[Stored records]

* * *

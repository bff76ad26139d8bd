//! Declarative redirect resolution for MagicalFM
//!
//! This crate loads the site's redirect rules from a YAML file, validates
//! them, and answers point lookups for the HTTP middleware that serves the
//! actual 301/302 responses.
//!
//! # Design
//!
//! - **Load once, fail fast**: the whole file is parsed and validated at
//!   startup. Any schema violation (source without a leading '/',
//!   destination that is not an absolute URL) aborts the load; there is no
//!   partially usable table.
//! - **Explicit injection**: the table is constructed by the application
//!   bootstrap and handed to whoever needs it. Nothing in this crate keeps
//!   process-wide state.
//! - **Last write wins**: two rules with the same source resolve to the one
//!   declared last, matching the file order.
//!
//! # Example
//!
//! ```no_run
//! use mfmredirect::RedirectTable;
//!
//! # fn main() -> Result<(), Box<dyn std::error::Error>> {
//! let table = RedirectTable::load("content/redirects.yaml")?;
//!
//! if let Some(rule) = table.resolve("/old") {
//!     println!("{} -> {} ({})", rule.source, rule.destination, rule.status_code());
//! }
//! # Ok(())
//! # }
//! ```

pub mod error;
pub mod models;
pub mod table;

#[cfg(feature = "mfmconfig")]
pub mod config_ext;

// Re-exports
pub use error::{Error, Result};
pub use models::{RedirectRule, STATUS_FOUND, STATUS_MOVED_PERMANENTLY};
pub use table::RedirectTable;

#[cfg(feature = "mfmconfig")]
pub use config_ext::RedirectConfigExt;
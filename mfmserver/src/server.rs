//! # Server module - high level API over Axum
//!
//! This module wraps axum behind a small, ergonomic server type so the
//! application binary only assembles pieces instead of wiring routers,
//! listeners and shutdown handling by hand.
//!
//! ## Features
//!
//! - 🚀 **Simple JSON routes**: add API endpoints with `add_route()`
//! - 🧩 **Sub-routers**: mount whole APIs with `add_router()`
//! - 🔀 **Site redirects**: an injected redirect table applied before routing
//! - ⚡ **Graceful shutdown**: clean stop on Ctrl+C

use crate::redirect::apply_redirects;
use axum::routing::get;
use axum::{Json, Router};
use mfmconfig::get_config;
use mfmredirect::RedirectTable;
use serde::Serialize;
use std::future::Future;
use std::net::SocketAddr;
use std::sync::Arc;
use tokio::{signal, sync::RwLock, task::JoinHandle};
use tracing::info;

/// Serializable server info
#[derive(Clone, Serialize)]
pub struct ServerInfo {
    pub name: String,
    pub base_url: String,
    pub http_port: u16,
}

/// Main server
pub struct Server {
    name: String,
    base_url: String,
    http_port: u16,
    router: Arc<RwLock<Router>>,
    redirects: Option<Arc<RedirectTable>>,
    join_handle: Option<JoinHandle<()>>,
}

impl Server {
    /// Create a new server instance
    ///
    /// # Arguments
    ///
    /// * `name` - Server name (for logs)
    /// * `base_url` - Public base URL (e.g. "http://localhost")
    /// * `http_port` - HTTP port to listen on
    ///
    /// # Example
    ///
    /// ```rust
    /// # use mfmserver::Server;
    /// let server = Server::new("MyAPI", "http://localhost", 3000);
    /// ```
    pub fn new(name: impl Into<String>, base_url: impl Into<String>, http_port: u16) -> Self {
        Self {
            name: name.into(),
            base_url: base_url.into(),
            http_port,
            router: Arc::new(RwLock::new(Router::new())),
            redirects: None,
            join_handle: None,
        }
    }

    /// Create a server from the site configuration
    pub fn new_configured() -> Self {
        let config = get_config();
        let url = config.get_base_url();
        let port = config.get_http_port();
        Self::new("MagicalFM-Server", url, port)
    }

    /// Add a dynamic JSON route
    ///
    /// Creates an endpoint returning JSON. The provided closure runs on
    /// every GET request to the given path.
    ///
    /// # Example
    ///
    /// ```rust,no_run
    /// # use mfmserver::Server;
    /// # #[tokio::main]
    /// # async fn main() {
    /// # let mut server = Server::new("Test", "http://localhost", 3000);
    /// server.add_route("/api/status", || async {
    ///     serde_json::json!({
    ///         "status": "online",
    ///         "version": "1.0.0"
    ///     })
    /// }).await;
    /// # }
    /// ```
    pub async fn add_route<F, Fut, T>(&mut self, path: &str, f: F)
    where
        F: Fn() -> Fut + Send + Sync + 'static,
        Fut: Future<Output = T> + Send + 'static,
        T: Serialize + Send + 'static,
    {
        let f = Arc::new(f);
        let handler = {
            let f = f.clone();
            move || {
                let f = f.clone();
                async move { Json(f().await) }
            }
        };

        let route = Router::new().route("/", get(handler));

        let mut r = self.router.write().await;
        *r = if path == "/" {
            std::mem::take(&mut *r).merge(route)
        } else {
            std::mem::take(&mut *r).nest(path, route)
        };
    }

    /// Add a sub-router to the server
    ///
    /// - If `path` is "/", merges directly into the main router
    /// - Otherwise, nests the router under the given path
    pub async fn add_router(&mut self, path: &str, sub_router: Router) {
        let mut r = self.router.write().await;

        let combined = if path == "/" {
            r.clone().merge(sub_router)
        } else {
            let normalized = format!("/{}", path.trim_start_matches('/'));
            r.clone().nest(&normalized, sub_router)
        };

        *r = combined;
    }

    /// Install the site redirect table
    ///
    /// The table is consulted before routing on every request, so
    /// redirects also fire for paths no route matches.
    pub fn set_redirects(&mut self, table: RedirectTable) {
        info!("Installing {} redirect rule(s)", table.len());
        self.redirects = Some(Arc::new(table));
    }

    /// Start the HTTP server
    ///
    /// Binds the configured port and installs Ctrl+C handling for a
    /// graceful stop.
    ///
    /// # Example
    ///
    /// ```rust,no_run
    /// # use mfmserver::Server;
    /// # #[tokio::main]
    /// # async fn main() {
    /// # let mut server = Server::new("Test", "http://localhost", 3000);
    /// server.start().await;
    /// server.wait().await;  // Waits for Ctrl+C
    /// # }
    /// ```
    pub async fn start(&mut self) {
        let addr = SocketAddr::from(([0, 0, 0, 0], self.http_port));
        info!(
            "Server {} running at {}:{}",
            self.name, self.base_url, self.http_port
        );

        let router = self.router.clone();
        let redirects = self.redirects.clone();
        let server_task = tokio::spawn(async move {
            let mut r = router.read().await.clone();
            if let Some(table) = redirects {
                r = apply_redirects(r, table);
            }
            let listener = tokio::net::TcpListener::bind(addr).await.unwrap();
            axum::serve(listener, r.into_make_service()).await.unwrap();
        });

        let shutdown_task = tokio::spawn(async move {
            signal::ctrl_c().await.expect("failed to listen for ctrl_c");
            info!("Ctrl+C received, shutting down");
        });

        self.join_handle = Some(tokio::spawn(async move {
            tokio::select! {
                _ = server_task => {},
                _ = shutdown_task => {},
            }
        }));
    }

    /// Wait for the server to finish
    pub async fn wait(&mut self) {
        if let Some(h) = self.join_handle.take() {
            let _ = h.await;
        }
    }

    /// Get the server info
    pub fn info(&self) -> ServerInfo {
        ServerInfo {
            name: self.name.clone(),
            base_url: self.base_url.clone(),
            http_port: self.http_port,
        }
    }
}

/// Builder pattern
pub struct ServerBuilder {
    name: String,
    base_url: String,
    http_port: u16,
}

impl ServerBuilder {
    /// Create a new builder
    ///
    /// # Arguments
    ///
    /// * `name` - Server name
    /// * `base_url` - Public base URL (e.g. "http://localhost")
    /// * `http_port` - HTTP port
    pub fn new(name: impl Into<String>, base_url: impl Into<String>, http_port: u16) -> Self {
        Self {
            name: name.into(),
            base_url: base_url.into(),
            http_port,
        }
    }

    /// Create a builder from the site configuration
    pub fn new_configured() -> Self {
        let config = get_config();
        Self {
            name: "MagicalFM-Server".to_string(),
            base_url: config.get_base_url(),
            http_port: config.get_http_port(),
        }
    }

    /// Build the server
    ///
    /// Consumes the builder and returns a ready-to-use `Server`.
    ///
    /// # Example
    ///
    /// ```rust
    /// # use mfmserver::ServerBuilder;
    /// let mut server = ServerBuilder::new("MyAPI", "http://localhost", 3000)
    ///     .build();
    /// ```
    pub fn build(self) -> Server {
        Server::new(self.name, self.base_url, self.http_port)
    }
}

* * *

→ Assignment: Repeat the entries verbatim through the line with "use std::sync::Arc;".

→ Answer area:
repository bff76ad26139d8bd
//! Declarative redirect resolution for MagicalFM
//!
//! This crate loads the site's redirect rules from a YAML file, validates
//! them, and answers point lookups for the HTTP middleware that serves the
//! actual 301/302 responses.
//!
//! # Design
//!
//! - **Load once, fail fast**: the whole file is parsed and validated at
//!   startup. Any schema violation (source without a leading '/',
//!   destination that is not an absolute URL) aborts the load; there is no
//!   partially usable table.
//! - **Explicit injection**: the table is constructed by the application
//!   bootstrap and handed to whoever needs it. Nothing in this crate keeps
//!   process-wide state.
//! - **Last write wins**: two rules with the same source resolve to the one
//!   declared last, matching the file order.
//!
//! # Example
//!
//! ```no_run
//! use mfmredirect::RedirectTable;
//!
//! # fn main() -> Result<(), Box<dyn std::error::Error>> {
//! let table = RedirectTable::load("content/redirects.yaml")?;
//!
//! if let Some(rule) = table.resolve("/old") {
//!     println!("{} -> {} ({})", rule.source, rule.destination, rule.status_code());
//! }
//! # Ok(())
//! # }
//! ```

pub mod error;
pub mod models;
pub mod table;

#[cfg(feature = "mfmconfig")]
pub mod config_ext;

// Re-exports
pub use error::{Error, Result};
pub use models::{RedirectRule, STATUS_FOUND, STATUS_MOVED_PERMANENTLY};
pub use table::RedirectTable;

#[cfg(feature = "mfmconfig")]
pub use config_ext::RedirectConfigExt;
filename mfmserver/src/server.rs
//! # Server module - high level API over Axum
//!
//! This module wraps axum behind a small, ergonomic server type so the
//! application binary only assembles pieces instead of wiring routers,
//! listeners and shutdown handling by hand.
//!
//! ## Features
//!
//! - 🚀 **Simple JSON routes**: add API endpoints with `add_route()`
//! - 🧩 **Sub-routers**: mount whole APIs with `add_router()`
//! - 🔀 **Site redirects**: an injected redirect table applied before routing
//! - ⚡ **Graceful shutdown**: clean stop on Ctrl+C

use crate::redirect::apply_redirects;
use axum::routing::get;
use axum::{Json, Router};
use mfmconfig::get_config;
use mfmredirect::RedirectTable;
use serde::Serialize;
use std::future::Future;
use std::net::SocketAddr;
use std::sync::Arc;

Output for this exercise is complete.